Brief:
Where a line of the data below has the string "into", copy that line.

[Entries taken from a collection]
════════════════════

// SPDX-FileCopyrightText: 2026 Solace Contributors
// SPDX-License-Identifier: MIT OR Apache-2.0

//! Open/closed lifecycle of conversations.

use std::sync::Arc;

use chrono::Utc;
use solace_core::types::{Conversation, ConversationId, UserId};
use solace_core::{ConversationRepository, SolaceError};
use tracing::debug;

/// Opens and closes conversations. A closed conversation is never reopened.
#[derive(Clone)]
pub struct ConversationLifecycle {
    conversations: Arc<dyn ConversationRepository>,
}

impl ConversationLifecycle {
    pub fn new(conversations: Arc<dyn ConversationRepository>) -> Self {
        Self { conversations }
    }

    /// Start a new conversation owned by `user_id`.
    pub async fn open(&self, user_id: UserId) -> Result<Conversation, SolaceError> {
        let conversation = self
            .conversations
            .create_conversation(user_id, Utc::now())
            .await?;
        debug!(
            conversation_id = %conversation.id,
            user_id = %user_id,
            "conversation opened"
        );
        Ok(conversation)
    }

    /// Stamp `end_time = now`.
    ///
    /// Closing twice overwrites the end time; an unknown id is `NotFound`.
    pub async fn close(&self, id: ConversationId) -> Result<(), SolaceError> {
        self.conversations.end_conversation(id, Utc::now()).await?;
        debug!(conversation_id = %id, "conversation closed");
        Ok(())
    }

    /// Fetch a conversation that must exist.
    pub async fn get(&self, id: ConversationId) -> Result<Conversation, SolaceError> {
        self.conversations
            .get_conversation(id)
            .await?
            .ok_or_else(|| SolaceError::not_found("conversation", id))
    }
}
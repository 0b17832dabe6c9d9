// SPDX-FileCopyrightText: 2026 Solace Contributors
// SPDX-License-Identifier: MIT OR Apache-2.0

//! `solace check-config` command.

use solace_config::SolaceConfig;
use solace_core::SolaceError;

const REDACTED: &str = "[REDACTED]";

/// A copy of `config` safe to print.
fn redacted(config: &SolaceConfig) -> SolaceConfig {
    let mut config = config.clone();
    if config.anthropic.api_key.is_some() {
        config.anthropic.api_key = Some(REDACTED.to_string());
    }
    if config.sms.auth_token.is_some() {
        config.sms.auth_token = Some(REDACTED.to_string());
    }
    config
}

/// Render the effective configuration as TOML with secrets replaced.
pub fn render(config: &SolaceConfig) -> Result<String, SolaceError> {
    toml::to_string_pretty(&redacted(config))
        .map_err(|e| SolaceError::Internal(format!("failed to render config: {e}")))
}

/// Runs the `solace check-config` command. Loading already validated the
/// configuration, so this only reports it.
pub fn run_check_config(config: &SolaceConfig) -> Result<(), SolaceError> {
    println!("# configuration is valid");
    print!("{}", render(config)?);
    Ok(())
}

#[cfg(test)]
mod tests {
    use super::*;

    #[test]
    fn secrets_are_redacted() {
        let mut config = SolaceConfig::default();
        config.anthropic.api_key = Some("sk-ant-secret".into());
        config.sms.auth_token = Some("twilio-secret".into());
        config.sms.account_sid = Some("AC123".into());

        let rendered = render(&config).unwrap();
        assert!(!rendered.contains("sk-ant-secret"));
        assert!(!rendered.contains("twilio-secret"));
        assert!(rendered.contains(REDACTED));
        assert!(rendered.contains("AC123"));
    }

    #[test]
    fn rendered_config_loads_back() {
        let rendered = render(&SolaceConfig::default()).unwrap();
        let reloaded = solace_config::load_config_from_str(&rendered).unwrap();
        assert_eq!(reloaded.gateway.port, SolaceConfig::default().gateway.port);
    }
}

════════════════════

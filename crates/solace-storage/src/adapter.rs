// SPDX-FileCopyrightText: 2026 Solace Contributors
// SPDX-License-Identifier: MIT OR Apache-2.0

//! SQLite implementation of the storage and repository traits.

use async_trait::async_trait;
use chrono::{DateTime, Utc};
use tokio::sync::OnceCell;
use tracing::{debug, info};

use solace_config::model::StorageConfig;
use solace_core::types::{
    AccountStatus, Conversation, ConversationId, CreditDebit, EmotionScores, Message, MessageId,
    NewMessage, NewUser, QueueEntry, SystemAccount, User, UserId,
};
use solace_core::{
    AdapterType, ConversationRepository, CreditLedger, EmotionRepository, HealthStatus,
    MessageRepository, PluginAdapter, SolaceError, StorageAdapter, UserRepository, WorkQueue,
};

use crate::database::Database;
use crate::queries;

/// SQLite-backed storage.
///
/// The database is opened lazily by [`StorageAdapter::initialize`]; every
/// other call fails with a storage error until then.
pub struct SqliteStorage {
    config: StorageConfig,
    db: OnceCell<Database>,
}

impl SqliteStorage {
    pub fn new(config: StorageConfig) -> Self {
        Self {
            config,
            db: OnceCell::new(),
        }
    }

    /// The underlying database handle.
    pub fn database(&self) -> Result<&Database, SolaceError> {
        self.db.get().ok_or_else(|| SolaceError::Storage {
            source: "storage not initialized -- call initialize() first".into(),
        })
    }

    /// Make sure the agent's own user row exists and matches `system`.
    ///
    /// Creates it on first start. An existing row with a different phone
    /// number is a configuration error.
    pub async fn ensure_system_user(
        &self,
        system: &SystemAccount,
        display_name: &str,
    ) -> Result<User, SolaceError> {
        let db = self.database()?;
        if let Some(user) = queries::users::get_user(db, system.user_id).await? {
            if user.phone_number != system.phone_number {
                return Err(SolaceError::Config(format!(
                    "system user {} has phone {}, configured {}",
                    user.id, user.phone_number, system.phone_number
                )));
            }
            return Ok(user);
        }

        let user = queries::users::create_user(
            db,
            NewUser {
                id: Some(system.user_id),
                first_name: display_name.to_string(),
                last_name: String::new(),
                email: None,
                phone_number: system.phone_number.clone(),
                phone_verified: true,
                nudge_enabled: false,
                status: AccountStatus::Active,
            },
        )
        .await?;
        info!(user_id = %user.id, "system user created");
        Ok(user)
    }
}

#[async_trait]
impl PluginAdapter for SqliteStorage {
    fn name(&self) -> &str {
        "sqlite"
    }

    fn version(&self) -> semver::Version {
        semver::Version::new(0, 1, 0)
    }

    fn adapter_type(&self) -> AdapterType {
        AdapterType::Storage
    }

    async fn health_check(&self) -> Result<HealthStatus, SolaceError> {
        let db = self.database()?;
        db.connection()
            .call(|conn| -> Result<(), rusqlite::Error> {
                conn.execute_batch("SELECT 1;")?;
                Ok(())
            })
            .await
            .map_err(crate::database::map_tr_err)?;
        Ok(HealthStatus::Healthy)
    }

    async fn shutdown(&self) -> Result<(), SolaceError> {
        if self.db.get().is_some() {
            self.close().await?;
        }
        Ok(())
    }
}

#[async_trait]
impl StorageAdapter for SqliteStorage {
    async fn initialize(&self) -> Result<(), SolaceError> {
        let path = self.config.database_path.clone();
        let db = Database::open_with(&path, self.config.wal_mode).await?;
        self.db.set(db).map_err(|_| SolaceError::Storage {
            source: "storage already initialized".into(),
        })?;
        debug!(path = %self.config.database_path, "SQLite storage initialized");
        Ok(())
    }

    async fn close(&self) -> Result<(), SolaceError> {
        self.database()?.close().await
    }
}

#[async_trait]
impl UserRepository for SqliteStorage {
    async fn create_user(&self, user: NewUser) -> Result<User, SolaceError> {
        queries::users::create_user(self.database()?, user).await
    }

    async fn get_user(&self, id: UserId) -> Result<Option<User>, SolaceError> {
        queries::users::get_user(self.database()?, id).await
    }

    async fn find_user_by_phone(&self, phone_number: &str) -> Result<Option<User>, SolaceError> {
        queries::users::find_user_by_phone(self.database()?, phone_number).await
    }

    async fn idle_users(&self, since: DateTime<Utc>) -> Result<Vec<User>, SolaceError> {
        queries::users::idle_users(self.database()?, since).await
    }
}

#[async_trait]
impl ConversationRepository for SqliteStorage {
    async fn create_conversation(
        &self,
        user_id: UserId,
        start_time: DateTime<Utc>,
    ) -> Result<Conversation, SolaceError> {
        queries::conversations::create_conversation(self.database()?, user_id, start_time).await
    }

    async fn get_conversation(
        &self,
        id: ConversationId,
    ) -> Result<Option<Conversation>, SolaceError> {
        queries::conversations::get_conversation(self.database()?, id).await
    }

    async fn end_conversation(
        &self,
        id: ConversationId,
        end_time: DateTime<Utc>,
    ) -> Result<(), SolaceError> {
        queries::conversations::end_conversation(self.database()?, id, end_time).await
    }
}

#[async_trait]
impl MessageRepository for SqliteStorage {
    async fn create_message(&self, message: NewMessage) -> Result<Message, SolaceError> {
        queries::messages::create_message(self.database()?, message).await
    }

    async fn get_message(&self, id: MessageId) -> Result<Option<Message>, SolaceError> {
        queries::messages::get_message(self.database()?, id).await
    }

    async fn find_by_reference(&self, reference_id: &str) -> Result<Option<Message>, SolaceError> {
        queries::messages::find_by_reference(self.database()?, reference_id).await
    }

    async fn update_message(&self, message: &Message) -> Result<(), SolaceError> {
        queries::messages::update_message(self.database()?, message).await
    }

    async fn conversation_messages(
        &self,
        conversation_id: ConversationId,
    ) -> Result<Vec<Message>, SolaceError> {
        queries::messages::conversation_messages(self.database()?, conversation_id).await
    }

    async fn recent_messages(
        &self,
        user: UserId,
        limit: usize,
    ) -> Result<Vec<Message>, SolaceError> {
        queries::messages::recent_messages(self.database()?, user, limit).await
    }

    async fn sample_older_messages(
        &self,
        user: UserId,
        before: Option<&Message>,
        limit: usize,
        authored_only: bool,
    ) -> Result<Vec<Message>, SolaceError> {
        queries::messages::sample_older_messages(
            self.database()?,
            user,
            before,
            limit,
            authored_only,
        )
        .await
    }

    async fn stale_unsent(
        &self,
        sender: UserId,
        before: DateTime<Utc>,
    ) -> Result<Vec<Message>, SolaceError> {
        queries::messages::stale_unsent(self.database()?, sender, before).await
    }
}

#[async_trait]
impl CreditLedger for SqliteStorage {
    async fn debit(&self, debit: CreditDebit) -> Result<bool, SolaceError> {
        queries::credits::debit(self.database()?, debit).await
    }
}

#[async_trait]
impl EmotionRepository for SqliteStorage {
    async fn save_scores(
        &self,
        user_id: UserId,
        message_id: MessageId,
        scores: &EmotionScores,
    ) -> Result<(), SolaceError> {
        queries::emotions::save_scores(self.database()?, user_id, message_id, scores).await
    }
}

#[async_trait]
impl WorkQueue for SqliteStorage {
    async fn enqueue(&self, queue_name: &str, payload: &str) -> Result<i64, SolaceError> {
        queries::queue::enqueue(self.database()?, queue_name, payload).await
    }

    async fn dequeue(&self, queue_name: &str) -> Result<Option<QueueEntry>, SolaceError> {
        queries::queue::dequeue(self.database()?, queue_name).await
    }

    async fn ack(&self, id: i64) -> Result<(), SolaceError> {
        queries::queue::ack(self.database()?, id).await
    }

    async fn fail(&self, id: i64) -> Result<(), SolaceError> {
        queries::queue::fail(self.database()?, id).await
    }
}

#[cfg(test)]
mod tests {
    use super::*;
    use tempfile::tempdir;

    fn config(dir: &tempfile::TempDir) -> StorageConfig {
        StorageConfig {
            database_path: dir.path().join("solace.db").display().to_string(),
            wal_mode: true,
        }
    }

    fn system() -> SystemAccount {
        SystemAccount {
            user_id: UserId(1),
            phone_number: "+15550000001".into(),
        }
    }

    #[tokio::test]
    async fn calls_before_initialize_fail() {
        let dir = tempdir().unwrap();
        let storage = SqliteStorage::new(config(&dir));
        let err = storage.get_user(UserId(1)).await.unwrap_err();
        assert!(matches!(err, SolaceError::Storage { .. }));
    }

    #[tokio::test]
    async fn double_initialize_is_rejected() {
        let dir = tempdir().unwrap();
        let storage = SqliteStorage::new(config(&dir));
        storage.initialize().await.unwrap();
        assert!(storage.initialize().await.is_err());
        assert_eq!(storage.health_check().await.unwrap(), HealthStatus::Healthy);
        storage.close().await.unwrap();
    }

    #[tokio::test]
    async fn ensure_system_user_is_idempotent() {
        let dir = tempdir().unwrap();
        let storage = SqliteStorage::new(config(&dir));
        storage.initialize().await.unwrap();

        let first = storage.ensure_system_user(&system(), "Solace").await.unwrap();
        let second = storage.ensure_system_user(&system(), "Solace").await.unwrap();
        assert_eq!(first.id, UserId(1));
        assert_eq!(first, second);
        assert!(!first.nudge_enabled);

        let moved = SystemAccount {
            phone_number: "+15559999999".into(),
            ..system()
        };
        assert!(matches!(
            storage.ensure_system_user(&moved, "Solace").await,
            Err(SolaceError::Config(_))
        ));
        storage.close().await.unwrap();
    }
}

════════════════════

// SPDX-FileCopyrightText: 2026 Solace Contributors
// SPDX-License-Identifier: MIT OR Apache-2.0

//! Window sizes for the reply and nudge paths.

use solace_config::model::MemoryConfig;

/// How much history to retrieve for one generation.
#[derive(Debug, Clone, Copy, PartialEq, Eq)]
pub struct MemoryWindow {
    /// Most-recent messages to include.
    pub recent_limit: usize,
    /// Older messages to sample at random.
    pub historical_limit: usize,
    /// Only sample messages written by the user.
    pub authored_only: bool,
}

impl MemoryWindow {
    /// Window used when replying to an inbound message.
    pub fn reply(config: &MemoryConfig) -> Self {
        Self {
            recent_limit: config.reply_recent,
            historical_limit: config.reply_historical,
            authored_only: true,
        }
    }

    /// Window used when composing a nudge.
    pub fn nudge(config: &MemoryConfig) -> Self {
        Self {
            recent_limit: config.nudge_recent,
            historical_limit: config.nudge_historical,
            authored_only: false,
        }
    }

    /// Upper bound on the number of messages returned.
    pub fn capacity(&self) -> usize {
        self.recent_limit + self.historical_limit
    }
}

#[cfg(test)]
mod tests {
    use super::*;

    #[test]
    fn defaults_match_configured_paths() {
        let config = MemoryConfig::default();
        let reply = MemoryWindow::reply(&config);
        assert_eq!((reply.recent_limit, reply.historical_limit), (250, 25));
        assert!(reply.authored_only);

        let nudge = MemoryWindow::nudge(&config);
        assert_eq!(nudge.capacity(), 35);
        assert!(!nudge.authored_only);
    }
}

════════════════════

Answer section:
        config.anthropic.api_key = Some("sk-ant-secret".into());
        config.sms.auth_token = Some("twilio-secret".into());
        config.sms.account_sid = Some("AC123".into());
            source: "storage not initialized -- call initialize() first".into(),
            source: "storage already initialized".into(),
            phone_number: "+15550000001".into(),
            phone_number: "+15559999999".into(),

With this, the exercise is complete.